The entries follow. Copy every line in which "walked" appears.

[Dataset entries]

*** Block opens ***

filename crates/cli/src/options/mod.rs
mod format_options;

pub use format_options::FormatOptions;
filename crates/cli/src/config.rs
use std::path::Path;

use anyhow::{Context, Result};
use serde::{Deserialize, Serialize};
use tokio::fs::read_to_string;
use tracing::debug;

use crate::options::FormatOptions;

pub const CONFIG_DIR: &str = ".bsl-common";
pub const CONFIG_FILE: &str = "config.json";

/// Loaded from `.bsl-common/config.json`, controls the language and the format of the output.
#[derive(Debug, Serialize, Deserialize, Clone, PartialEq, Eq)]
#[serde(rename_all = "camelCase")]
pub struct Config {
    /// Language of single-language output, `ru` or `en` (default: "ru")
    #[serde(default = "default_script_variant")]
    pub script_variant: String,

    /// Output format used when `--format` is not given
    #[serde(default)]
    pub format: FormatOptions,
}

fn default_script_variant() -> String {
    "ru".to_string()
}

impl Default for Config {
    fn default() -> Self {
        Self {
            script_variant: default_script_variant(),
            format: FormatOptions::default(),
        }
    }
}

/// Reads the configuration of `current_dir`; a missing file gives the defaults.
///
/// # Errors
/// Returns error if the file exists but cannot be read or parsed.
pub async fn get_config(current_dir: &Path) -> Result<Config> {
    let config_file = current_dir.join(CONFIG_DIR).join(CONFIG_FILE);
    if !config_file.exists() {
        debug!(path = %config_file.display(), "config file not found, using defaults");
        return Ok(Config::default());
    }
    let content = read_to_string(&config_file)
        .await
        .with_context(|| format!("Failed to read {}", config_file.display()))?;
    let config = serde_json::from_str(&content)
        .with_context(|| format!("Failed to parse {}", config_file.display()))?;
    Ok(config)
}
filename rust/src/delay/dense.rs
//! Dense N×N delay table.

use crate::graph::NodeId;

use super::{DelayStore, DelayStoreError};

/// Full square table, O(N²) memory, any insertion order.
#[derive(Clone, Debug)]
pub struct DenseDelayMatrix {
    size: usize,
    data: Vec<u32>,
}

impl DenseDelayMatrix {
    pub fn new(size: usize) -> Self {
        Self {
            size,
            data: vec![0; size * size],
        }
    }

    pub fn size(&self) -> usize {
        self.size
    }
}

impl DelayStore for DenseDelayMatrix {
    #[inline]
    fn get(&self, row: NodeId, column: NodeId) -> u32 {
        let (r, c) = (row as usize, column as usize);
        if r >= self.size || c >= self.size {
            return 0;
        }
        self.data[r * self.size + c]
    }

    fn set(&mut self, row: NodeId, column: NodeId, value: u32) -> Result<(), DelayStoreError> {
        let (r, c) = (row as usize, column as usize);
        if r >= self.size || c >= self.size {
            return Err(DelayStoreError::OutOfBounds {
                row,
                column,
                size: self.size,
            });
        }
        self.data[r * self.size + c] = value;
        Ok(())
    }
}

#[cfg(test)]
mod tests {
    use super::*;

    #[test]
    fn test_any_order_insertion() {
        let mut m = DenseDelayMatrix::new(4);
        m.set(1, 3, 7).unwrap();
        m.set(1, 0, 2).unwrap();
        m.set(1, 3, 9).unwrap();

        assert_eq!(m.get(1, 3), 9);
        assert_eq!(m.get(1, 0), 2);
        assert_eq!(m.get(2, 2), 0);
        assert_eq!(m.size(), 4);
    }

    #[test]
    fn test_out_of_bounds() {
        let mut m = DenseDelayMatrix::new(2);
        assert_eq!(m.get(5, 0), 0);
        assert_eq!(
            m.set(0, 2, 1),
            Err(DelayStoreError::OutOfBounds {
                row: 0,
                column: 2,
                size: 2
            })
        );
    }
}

*** Block closes ***
*** Block opens ***

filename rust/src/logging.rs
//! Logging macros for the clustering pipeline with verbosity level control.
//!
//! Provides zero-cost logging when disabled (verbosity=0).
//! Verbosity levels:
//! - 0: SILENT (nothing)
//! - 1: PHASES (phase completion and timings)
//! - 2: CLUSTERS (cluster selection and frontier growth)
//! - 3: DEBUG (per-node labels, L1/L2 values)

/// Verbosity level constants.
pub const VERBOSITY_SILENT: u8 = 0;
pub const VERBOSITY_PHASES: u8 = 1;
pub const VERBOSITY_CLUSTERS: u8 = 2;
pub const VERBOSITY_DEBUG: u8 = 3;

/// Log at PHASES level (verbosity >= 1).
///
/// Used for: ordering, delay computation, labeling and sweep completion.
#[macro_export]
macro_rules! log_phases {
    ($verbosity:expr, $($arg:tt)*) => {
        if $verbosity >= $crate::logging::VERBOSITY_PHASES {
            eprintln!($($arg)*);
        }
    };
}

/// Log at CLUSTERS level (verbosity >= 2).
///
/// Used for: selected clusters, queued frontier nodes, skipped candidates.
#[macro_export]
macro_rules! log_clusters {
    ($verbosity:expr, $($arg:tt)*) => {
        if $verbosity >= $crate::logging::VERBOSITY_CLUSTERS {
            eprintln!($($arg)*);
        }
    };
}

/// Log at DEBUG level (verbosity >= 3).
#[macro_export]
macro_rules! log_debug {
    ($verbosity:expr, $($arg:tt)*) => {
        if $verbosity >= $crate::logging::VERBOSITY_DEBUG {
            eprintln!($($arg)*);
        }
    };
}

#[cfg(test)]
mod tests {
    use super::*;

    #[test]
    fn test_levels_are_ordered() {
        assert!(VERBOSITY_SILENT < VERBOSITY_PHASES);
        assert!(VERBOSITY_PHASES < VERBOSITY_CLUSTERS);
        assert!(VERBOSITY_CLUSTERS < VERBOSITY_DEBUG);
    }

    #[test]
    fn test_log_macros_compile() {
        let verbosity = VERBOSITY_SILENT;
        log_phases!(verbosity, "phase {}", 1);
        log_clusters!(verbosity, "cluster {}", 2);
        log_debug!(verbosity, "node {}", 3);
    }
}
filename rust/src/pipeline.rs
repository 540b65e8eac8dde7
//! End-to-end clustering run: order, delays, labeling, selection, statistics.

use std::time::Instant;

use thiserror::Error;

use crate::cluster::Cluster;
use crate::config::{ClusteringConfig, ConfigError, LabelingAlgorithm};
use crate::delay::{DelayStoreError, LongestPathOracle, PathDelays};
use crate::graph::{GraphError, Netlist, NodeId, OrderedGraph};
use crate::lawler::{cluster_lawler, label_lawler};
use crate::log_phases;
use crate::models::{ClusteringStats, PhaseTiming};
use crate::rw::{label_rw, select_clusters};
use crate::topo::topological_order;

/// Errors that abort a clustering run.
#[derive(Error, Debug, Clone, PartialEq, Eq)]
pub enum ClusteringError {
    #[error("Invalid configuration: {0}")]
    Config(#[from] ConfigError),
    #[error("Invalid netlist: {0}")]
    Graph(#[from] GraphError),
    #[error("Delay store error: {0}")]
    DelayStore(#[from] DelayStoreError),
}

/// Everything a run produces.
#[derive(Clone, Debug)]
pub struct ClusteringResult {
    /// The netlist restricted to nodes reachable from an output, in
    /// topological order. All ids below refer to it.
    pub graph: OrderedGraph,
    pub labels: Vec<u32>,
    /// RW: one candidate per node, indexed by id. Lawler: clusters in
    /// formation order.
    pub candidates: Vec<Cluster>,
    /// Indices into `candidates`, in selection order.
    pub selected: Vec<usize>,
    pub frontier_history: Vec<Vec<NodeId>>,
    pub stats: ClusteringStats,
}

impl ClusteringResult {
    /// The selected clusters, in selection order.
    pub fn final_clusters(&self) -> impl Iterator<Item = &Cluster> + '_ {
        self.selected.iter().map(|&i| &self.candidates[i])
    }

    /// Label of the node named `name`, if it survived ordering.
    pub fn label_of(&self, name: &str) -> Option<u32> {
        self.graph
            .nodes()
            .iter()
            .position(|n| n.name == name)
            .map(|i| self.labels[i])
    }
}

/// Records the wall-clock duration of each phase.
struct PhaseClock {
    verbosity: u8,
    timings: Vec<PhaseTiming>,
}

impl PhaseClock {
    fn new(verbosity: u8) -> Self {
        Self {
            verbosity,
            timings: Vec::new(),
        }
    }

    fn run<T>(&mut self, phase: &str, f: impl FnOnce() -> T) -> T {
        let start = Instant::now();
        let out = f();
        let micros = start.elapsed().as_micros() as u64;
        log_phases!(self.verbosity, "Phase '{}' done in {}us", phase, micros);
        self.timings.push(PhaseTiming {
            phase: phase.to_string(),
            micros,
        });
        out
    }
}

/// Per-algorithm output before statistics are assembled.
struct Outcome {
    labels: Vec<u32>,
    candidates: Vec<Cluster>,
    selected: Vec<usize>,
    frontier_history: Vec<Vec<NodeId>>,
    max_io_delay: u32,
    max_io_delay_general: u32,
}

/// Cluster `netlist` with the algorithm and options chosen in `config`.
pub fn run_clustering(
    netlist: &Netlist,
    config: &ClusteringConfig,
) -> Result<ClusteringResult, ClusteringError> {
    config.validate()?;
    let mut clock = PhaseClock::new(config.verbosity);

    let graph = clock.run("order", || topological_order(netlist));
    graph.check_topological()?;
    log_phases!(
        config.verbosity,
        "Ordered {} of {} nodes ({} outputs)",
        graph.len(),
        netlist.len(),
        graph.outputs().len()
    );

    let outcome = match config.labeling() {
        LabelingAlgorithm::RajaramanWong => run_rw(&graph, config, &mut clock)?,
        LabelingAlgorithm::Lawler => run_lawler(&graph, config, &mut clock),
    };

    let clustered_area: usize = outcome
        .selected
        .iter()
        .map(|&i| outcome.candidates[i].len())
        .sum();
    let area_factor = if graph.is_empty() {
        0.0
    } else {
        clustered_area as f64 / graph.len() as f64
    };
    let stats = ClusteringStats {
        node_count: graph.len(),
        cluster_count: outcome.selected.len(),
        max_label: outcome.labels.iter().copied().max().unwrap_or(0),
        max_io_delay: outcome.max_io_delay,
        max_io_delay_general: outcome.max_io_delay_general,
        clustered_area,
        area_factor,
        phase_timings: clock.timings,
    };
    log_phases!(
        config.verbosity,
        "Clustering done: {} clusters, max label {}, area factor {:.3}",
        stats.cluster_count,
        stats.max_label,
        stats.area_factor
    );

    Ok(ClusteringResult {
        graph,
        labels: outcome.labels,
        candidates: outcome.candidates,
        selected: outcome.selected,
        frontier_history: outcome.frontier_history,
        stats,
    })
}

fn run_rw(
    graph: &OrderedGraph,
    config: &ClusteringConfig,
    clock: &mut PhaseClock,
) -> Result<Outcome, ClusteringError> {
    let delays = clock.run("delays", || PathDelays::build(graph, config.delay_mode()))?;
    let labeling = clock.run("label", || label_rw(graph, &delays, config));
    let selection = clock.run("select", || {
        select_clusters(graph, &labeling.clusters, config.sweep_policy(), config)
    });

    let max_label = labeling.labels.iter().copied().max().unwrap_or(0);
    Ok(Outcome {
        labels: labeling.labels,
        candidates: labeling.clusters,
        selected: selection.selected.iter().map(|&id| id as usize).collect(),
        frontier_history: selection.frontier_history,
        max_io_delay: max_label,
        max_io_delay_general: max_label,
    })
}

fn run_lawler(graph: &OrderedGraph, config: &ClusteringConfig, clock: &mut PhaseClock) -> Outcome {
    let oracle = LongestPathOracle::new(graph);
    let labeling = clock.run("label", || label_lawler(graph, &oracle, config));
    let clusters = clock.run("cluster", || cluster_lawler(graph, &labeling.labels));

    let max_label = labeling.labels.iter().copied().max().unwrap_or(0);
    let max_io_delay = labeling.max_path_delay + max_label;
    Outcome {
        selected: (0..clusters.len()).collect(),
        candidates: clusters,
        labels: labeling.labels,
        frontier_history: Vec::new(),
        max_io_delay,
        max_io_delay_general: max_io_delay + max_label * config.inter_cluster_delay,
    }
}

*** Block closes ***
*** Block opens ***

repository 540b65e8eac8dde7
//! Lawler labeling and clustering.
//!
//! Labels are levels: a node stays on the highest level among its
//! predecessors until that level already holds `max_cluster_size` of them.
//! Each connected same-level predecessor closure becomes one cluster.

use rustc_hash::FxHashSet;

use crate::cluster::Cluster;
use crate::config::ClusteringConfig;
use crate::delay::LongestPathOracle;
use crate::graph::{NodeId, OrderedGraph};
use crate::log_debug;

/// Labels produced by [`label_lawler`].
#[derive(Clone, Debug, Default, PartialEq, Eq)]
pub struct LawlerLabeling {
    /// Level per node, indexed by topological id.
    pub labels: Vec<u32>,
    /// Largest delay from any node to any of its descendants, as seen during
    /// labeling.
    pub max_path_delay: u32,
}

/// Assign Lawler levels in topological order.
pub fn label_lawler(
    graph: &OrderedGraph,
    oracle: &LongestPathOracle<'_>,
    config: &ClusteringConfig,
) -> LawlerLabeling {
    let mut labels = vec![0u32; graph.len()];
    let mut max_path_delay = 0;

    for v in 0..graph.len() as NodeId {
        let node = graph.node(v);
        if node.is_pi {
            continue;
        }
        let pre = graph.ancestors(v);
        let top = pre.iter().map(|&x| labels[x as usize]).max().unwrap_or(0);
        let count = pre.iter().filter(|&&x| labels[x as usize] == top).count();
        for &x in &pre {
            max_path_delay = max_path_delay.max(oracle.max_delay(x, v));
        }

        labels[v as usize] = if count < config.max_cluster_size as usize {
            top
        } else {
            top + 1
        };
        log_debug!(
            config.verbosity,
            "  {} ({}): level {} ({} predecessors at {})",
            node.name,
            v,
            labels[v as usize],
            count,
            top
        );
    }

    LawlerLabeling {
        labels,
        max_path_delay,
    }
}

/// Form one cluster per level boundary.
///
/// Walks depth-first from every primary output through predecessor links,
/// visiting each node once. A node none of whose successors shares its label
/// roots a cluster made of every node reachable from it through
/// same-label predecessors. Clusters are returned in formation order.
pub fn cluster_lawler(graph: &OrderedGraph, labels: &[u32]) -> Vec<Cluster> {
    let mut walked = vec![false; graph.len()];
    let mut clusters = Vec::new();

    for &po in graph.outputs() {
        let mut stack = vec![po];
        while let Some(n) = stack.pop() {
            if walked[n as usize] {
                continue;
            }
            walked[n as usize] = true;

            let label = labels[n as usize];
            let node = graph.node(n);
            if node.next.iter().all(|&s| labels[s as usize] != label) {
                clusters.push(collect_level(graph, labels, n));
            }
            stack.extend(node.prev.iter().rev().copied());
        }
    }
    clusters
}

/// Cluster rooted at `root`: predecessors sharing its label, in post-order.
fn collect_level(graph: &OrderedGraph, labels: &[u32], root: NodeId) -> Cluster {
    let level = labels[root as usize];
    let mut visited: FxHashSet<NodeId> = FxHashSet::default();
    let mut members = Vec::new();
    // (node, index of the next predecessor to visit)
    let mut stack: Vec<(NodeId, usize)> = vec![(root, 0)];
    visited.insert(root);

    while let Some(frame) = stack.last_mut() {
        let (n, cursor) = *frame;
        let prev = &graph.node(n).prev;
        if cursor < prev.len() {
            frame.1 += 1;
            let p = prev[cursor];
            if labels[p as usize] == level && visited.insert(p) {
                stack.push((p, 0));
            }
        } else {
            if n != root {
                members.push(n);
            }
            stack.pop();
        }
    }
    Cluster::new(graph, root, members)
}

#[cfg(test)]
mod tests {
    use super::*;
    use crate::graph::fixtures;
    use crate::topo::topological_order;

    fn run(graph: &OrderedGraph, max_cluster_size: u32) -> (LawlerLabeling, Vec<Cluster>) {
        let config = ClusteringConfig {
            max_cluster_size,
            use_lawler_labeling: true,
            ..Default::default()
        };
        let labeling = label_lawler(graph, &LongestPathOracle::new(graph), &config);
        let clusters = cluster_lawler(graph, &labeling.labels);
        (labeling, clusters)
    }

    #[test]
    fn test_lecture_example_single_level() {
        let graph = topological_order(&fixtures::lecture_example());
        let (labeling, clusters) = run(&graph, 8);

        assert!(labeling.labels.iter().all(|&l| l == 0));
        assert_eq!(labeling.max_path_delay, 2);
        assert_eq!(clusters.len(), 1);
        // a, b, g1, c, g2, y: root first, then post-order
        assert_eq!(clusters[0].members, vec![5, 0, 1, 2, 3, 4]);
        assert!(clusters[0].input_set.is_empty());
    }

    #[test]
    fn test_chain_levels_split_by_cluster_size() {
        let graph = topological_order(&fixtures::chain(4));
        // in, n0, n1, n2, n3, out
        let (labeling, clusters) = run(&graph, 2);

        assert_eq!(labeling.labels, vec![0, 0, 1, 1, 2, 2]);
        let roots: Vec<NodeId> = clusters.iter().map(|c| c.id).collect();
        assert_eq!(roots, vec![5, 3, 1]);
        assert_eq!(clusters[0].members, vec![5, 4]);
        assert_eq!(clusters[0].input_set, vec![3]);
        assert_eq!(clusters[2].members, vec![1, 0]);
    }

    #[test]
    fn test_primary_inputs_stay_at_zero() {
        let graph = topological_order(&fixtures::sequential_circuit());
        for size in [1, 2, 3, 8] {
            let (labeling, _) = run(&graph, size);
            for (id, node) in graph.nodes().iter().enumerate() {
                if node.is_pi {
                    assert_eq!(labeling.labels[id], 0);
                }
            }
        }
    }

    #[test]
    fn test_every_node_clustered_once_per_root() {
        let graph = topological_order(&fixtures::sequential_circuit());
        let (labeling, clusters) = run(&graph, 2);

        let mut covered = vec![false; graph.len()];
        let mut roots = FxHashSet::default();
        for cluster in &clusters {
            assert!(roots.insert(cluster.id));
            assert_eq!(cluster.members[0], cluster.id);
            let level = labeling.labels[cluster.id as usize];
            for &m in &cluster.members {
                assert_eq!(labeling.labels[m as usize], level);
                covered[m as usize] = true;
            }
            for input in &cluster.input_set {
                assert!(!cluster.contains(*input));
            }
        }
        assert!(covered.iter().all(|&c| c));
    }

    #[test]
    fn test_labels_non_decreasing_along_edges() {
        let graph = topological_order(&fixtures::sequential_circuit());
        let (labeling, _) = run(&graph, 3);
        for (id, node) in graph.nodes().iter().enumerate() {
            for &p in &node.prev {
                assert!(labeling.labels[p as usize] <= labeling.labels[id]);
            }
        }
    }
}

*** Block closes ***

Exercise response:
    let mut walked = vec![false; graph.len()];
            if walked[n as usize] {
            walked[n as usize] = true;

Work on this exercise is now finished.